*Your assignment*
Skip all lines in the entries below that come before the one containing "# HTTP リクエストハンドラ". Repeat that line and the rest exactly.

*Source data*
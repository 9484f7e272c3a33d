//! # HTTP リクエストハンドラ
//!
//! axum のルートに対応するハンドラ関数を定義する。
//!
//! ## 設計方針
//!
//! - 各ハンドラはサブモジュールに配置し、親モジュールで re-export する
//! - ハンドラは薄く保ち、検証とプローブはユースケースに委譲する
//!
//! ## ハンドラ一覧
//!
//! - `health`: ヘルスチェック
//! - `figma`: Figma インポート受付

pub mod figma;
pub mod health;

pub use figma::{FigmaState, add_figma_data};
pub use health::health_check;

*Response*
//! # HTTP リクエストハンドラ
//!
//! axum のルートに対応するハンドラ関数を定義する。
//!
//! ## 設計方針
//!
//! - 各ハンドラはサブモジュールに配置し、親モジュールで re-export する
//! - ハンドラは薄く保ち、検証とプローブはユースケースに委譲する
//!
//! ## ハンドラ一覧
//!
//! - `health`: ヘルスチェック
//! - `figma`: Figma インポート受付

pub mod figma;
pub mod health;

pub use figma::{FigmaState, add_figma_data};
pub use health::health_check;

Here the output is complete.